- Hell Gap Paleoindian Site (48GO305)
- U.S. National Register of Historic Places
- U.S. National Historic Landmark
- Nearest city: Guernsey, Wyoming
- Coordinates: 42°24′30″N 104°38′22″W﻿ / ﻿42.40833°N 104.63944°W
- NRHP reference No.: 100000877

Significant dates
- Added to NRHP: December 23, 2016
- Designated NHL: December 23, 2016

= Hell Gap Archaeological Site =

Hell Gap (Smithsonian trinomial: 48GO305) is a deeply stratified archaeological site located in the Great Plains of eastern Wyoming, approximately thirteen miles north of Guernsey, where an abundant amount of Paleoindian and Archaic artifacts have been found and excavated since 1959. This site has had an important impact on North American archaeology because of the large quantity and breadth of prehistoric Paleoindian and Archaic period (ca. 13,500 to 7,600 B.P.) artifacts and cultures it encompasses. It was designated a National Historic Landmark in 2016.

==Background==
Hell Gap is host to five different localities, or independent areas of study, each with its own unique archaeological remains. It is located about 4,921 feet above sea level in a valley with a small stream nearby which was undoubtedly attractive to its prehistoric inhabitants. James Duguid and Malcolm McKnight, two archaeologists who lived in the region and went to school at the University of Wyoming, discovered the site in 1959. Since very little erosion had occurred over the last several thousand years, the site deposits were in pristine condition and the assemblages could be excavated and dated in all five localities. Excavations from 1961 to 1966, and again in 1995 and after, by archaeologists from the University of Wyoming and the George Frison Institute, have recovered vast amounts of information on Paleoindian lifeways locally, such as the preparation of bison kills and previously unknown projectile points complexes like Hell Gap and Goshen.

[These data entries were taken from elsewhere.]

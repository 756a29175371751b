//! Radio buttons of which at most one is selected.

use std::fmt;
use std::sync::{Arc, Mutex, PoisonError};

use super::{Bean, Disposable, ErrorMessageDecorator, ToggleBean};
use crate::model::{BooleanModel, ListenerId, ModelId, WeakModel};
use crate::widgets::{Direction, Panel, Widget};

struct Member {
    model_id: ModelId,
    model: WeakModel<bool>,
    /// The group's listener on this member's model.
    listener: ListenerId,
}

/// Write `false` to every member except `selected`.
fn deselect_others(members: &Mutex<Vec<Member>>, selected: ModelId) {
    let others: Vec<(WeakModel<bool>, ListenerId)> = members
        .lock()
        .unwrap_or_else(PoisonError::into_inner)
        .iter()
        .filter(|member| member.model_id != selected)
        .map(|member| (member.model.clone(), member.listener))
        .collect();
    for (model, listener) in others {
        if let Some(model) = model.upgrade() {
            model.set_with_source(false, Some(listener));
        }
    }
}

/// A column of radio buttons over separate boolean models.
///
/// When a member's model becomes `true`, the group writes `false` to the
/// models of all other members. A button added while another member is
/// already selected is cleared. Closing the group closes its buttons.
///
/// # Example
///
/// ```
/// use std::sync::Arc;
///
/// use tether::bean::{BeanFactory, Disposable};
/// use tether::model::BooleanModel;
/// use tether::text::TextBundle;
///
/// let factory = BeanFactory::new(Arc::new(TextBundle::english()));
/// let (yes, no) = (BooleanModel::default(), BooleanModel::default());
/// let mut group = factory
///     .create_radio_button_group(&[("gen.yes", &yes), ("gen.no", &no)])
///     .unwrap();
///
/// yes.set(true);
/// no.set(true);
/// assert!(!yes.get());
/// assert_eq!(group.selected_index(), Some(1));
/// group.close();
/// ```
pub struct RadioButtonGroup {
    buttons: Vec<ErrorMessageDecorator<ToggleBean>>,
    members: Arc<Mutex<Vec<Member>>>,
    panel: Panel,
}

impl RadioButtonGroup {
    pub fn new() -> Self {
        Self {
            buttons: Vec::new(),
            members: Arc::new(Mutex::new(Vec::new())),
            panel: Panel::new(Direction::Column),
        }
    }

    /// Add a radio button and make its model exclusive with the others.
    pub fn add(&mut self, button: ErrorMessageDecorator<ToggleBean>) {
        let model: BooleanModel = button.inner().model().clone();
        let model_id = model.id();

        let members = Arc::clone(&self.members);
        let listener = model.add_listener(move |model| {
            if model.get() {
                deselect_others(&members, model_id);
            }
        });
        if model.get() && self.selected_index().is_some() {
            log::debug!("Radio button {} added while another is selected", model_id);
            model.set_with_source(false, Some(listener));
        }

        self.members
            .lock()
            .unwrap_or_else(PoisonError::into_inner)
            .push(Member {
                model_id,
                model: model.downgrade(),
                listener,
            });
        self.panel.push(button.widget());
        self.buttons.push(button);
    }

    pub fn buttons(&self) -> &[ErrorMessageDecorator<ToggleBean>] {
        &self.buttons
    }

    /// Index of the selected button.
    pub fn selected_index(&self) -> Option<usize> {
        self.buttons
            .iter()
            .position(|button| button.inner().model().get())
    }

    pub fn len(&self) -> usize {
        self.buttons.len()
    }

    pub fn is_empty(&self) -> bool {
        self.buttons.is_empty()
    }

    /// The column holding the buttons.
    pub fn widget(&self) -> Widget {
        Widget::Panel(self.panel.clone())
    }
}

impl Default for RadioButtonGroup {
    fn default() -> Self {
        Self::new()
    }
}

impl Disposable for RadioButtonGroup {
    fn close(&mut self) {
        let members: Vec<Member> = self
            .members
            .lock()
            .unwrap_or_else(PoisonError::into_inner)
            .drain(..)
            .collect();
        for member in members {
            if let Some(model) = member.model.upgrade() {
                model.remove_listener(member.listener);
            }
        }
        for button in self.buttons.iter_mut().rev() {
            button.close();
        }
    }
}

impl fmt::Debug for RadioButtonGroup {
    fn fmt(&self, f: &mut fmt::Formatter<'_>) -> fmt::Result {
        f.debug_struct("RadioButtonGroup")
            .field("panel", &self.panel.id())
            .field("buttons", &self.buttons.len())
            .field("selected", &self.selected_index())
            .finish()
    }
}
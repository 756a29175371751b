//! Container of other widgets.

use std::sync::{Arc, RwLock};

use super::{Widget, WidgetId};

/// Direction children are laid out in.
#[derive(Debug, Clone, Copy, Default, PartialEq, Eq)]
pub enum Direction {
    #[default]
    Row,
    Column,
}

#[derive(Debug)]
struct PanelInner {
    children: Vec<Widget>,
    visible: bool,
}

/// Groups widgets. Composite beans expose a panel as their widget.
#[derive(Debug)]
pub struct Panel {
    id: WidgetId,
    direction: Direction,
    inner: Arc<RwLock<PanelInner>>,
}

impl Panel {
    pub fn new(direction: Direction) -> Self {
        Self {
            id: WidgetId::new(),
            direction,
            inner: Arc::new(RwLock::new(PanelInner {
                children: Vec::new(),
                visible: true,
            })),
        }
    }

    /// Create a row holding the given widgets
    pub fn row(children: impl IntoIterator<Item = Widget>) -> Self {
        let panel = Self::new(Direction::Row);
        for child in children {
            panel.push(child);
        }
        panel
    }

    /// Create a column holding the given widgets
    pub fn column(children: impl IntoIterator<Item = Widget>) -> Self {
        let panel = Self::new(Direction::Column);
        for child in children {
            panel.push(child);
        }
        panel
    }

    pub fn id(&self) -> WidgetId {
        self.id
    }

    pub fn direction(&self) -> Direction {
        self.direction
    }

    pub fn children(&self) -> Vec<Widget> {
        self.inner
            .read()
            .map(|guard| guard.children.clone())
            .unwrap_or_default()
    }

    pub fn push(&self, child: Widget) {
        if let Ok(mut guard) = self.inner.write() {
            guard.children.push(child);
        }
    }

    pub fn is_visible(&self) -> bool {
        self.inner.read().map(|guard| guard.visible).unwrap_or(false)
    }

    pub fn set_visible(&self, visible: bool) {
        if let Ok(mut guard) = self.inner.write() {
            guard.visible = visible;
        }
    }
}

impl Clone for Panel {
    fn clone(&self) -> Self {
        Self {
            id: self.id,
            direction: self.direction,
            inner: Arc::clone(&self.inner),
        }
    }
}
//! Tests for the model change protocol.

use std::sync::atomic::{AtomicUsize, Ordering};
use std::panic::{self, AssertUnwindSafe};
use std::sync::{Arc, Mutex};

mod common;

use tether::bean::Disposable;
use tether::model::{
    BooleanModel, FIELD_MUST_BE_FILLED_IN, INVALID_EMAIL, IntegerModel, Model, PATTERN_MISMATCH,
    StringModel,
};

fn counter() -> Arc<AtomicUsize> {
    Arc::new(AtomicUsize::new(0))
}

fn spy<T: 'static>(model: &Model<T>, count: &Arc<AtomicUsize>) -> tether::model::ListenerId {
    let count = Arc::clone(count);
    model.add_listener(move |_| {
        count.fetch_add(1, Ordering::SeqCst);
    })
}

fn text(value: &str) -> Option<String> {
    Some(value.to_string())
}

#[test]
fn test_equal_write_does_not_notify() {
    let model = StringModel::new(text("a"));
    let calls = counter();
    spy(&model, &calls);

    assert!(!model.set(text("a")));
    assert_eq!(calls.load(Ordering::SeqCst), 0);
}

#[test]
fn test_origin_is_not_notified() {
    let model = StringModel::default();
    let first = counter();
    let second = counter();
    let origin = spy(&model, &first);
    spy(&model, &second);

    assert!(model.set_from(text("x"), origin));
    assert_eq!(first.load(Ordering::SeqCst), 0);
    assert_eq!(second.load(Ordering::SeqCst), 1);
}

#[test]
fn test_absent_values() {
    let model = StringModel::default();
    let calls = counter();
    spy(&model, &calls);

    model.set(None);
    assert_eq!(calls.load(Ordering::SeqCst), 0);
    model.set(text("x"));
    assert_eq!(calls.load(Ordering::SeqCst), 1);
    model.set(None);
    assert_eq!(calls.load(Ordering::SeqCst), 2);
}

#[test]
fn test_enabled_flag_follows_compare_assign_notify() {
    let model = BooleanModel::default();
    let calls = counter();
    spy(&model, &calls);

    assert!(!model.set_enabled(true, None));
    assert!(model.set_enabled(false, None));
    assert!(!model.is_enabled());
    assert_eq!(calls.load(Ordering::SeqCst), 1);
}

#[test]
fn test_reentrant_write_is_queued() {
    let model = IntegerModel::new(Some(0));
    let seen = Arc::new(Mutex::new(Vec::new()));

    // Bumps 1 to 2 from inside the first pass.
    model.add_listener(|model| {
        if model.get() == Some(1) {
            model.set(Some(2));
        }
    });
    let log = Arc::clone(&seen);
    model.add_listener(move |model| log.lock().unwrap().push(model.get()));

    model.set(Some(1));

    // The second listener runs after the write in the first pass, so it
    // sees 2 twice: once in the first pass, once in the queued one.
    assert_eq!(*seen.lock().unwrap(), vec![Some(2), Some(2)]);
    assert_eq!(model.get(), Some(2));
}

#[test]
fn test_reentrant_passes_keep_their_origin() {
    let model = IntegerModel::default();
    let writer_calls = counter();
    let other_calls = counter();

    let writer_count = Arc::clone(&writer_calls);
    let writer = Arc::new(Mutex::new(None));
    let writer_id = Arc::clone(&writer);
    let id = model.add_listener(move |model| {
        writer_count.fetch_add(1, Ordering::SeqCst);
        if model.get() == Some(1)
            && let Some(id) = *writer_id.lock().unwrap()
        {
            model.set_from(Some(10), id);
        }
    });
    *writer.lock().unwrap() = Some(id);
    spy(&model, &other_calls);

    model.set(Some(1));

    assert_eq!(writer_calls.load(Ordering::SeqCst), 1);
    assert_eq!(other_calls.load(Ordering::SeqCst), 2);
    assert_eq!(model.get(), Some(10));
}

#[test]
fn test_panicking_listener_does_not_stop_the_pass() {
    common::init_logging();
    let model = IntegerModel::default();
    let calls = counter();
    model.add_listener(|_| panic!("listener failure"));
    spy(&model, &calls);

    model.set(Some(3));
    model.set(Some(4));

    assert_eq!(calls.load(Ordering::SeqCst), 2);
}

#[test]
fn test_listener_removed_during_pass_is_skipped() {
    let model = IntegerModel::default();
    let victim_calls = counter();
    let victim = Arc::new(Mutex::new(None));

    let target = Arc::clone(&victim);
    model.add_listener(move |model| {
        if let Some(id) = *target.lock().unwrap() {
            model.remove_listener(id);
        }
    });
    let id = spy(&model, &victim_calls);
    *victim.lock().unwrap() = Some(id);

    model.set(Some(1));

    assert_eq!(victim_calls.load(Ordering::SeqCst), 0);
    assert!(!model.has_listener(id));
}

#[test]
fn test_listener_added_during_pass_waits_for_next_pass() {
    let model = IntegerModel::default();
    let late_calls = counter();
    let added = Arc::new(AtomicUsize::new(0));

    let late = Arc::clone(&late_calls);
    let flag = Arc::clone(&added);
    model.add_listener(move |model| {
        if flag.fetch_add(1, Ordering::SeqCst) == 0 {
            let late = Arc::clone(&late);
            model.add_listener(move |_| {
                late.fetch_add(1, Ordering::SeqCst);
            });
        }
    });

    model.set(Some(1));
    assert_eq!(late_calls.load(Ordering::SeqCst), 0);
    model.set(Some(2));
    assert_eq!(late_calls.load(Ordering::SeqCst), 1);
}

#[test]
fn test_validate_notifies_only_when_errors_change() {
    let model = StringModel::default().must_be_filled(true);
    let calls = counter();
    spy(&model, &calls);

    assert!(!model.validate());
    assert_eq!(model.error_ids(), vec![FIELD_MUST_BE_FILLED_IN.to_string()]);
    assert_eq!(calls.load(Ordering::SeqCst), 1);

    assert!(!model.validate());
    assert_eq!(calls.load(Ordering::SeqCst), 1);

    model.set(text("filled"));
    assert!(model.validate());
    assert!(!model.has_errors());
    assert_eq!(calls.load(Ordering::SeqCst), 3);
}

#[test]
fn test_must_be_filled_can_be_lifted() {
    let model = StringModel::new(text("")).must_be_filled(true);
    assert!(!model.validate());

    let model = model.must_be_filled(false);
    assert!(model.validate());
}

#[test]
fn test_error_ids_are_deduplicated() {
    let model = StringModel::default();
    model.set_error_ids(vec!["a".into(), "b".into(), "a".into()], None);
    assert_eq!(model.error_ids(), vec!["a".to_string(), "b".to_string()]);
    assert!(!model.add_error_id("b"));
    assert!(model.clear_error_ids());
}

#[test]
fn test_pattern_and_email_constraints() {
    let code = StringModel::new(text("AB-12"))
        .matches_pattern("[A-Z]{2}-[0-9]+", PATTERN_MISMATCH)
        .unwrap();
    assert!(code.validate());
    code.set(text("AB-12x"));
    assert!(!code.validate());
    assert_eq!(code.error_ids(), vec![PATTERN_MISMATCH.to_string()]);

    let email = StringModel::default().email(INVALID_EMAIL);
    assert!(email.validate());
    email.set(text("not an address"));
    assert!(!email.validate());
    email.set(text("ada@example.com"));
    assert!(email.validate());
}

#[test]
fn test_invalid_pattern_is_rejected() {
    assert!(
        StringModel::default()
            .matches_pattern("(unclosed", PATTERN_MISMATCH)
            .is_err()
    );
}

#[test]
fn test_subscription_close_removes_listener() {
    let model = IntegerModel::default();
    let calls = counter();
    let count = Arc::clone(&calls);
    let mut subscription = model.subscribe(move |_| {
        count.fetch_add(1, Ordering::SeqCst);
    });
    assert_eq!(model.listener_count(), 1);

    subscription.close();
    subscription.close();
    model.set(Some(1));

    assert_eq!(model.listener_count(), 0);
    assert_eq!(calls.load(Ordering::SeqCst), 0);
    assert_eq!(subscription.id(), None);
}

#[test]
fn test_with_updater_pushes_values() {
    let target = Arc::new(Mutex::new(None));
    let sink = Arc::clone(&target);
    let model = Model::with_updater(0u8, move |value| *sink.lock().unwrap() = Some(value));

    model.set(5);
    assert_eq!(*target.lock().unwrap(), Some(5));
}

/// Equality that panics on a marker value, to poison the model's lock.
#[derive(Debug, Clone, Default)]
struct Touchy(i32);

impl PartialEq for Touchy {
    fn eq(&self, other: &Self) -> bool {
        assert!(other.0 >= 0, "negative values cannot be compared");
        self.0 == other.0
    }
}

#[test]
fn test_reads_agree_with_writes_after_poisoning() {
    common::init_logging();
    let model = Model::new(Touchy(1));
    model.add_error_id("custom.error");

    let result = panic::catch_unwind(AssertUnwindSafe(|| model.set(Touchy(-1))));
    assert!(result.is_err());

    assert!(model.set_enabled(false, None));
    assert!(!model.is_enabled());
    assert_eq!(model.error_ids(), vec!["custom.error".to_string()]);
    assert!(model.has_errors());
    assert!(model.set(Touchy(2)));
    assert_eq!(model.get(), Touchy(2));
}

Hell Gap contains projectile points from Llano tradition, Clovis and Folsom, and the Plano tradition, Agate Basin, Alberta, Frederick, Goshen (Plainview), Lusk, Hell Gap, Midland and Cody complexes. Three new archaeological complexes were defined at this site, Hell Gap, Goshen (Plainview), and Frederick. Folsom complex is believed to be derived from Clovis but there has not been much radiocarbon dated evidence in stratified context between the two assemblages to determine this for certain. The Goshen complex found in Hell Gap is a possible assemblage dating to this intermediate period. The Hell Gap and Agate Basin point forms, which were also found in stratified context at Hell Gap, are the first types of the Plano tradition. The earliest calibrated dates for Hell Gap and Agate Basin complexes are from 10,200 to 9,600 B.P. The Plano tradition consists of lanceolate points that show parallel flaking and Agate Basin is the first complex exhibiting this characteristic. The term Plano was derived from the Great Plains of North America, and refers to Paleoindian cultures with a growing dependency on bison hunting. Both Agate Basin and Hell Gap points are similar in appearance but Agate Basin came before Hell Gap points by about 500 years. Agate Basin, Goshen, and Folsom complexes are found together in most Localities at the site. In Locality II however, archaeologists have found evidence of at least four different Paleoindian complexes, including the Midland, Hell Gap, Agate Basin, and Lusk cultures.

Hell Gap has offered insight into the cultural lifeways of Paleoindian peoples because of its rich artifact assemblage of faunal remains and bones, preserved domestic buildings, fireplaces, and projectiles. The structures, circles of postholes, are from some of the oldest buildings in North America, calibrated to more than 12,000 years B.P., and provide possible evidence for the early use of the tipi.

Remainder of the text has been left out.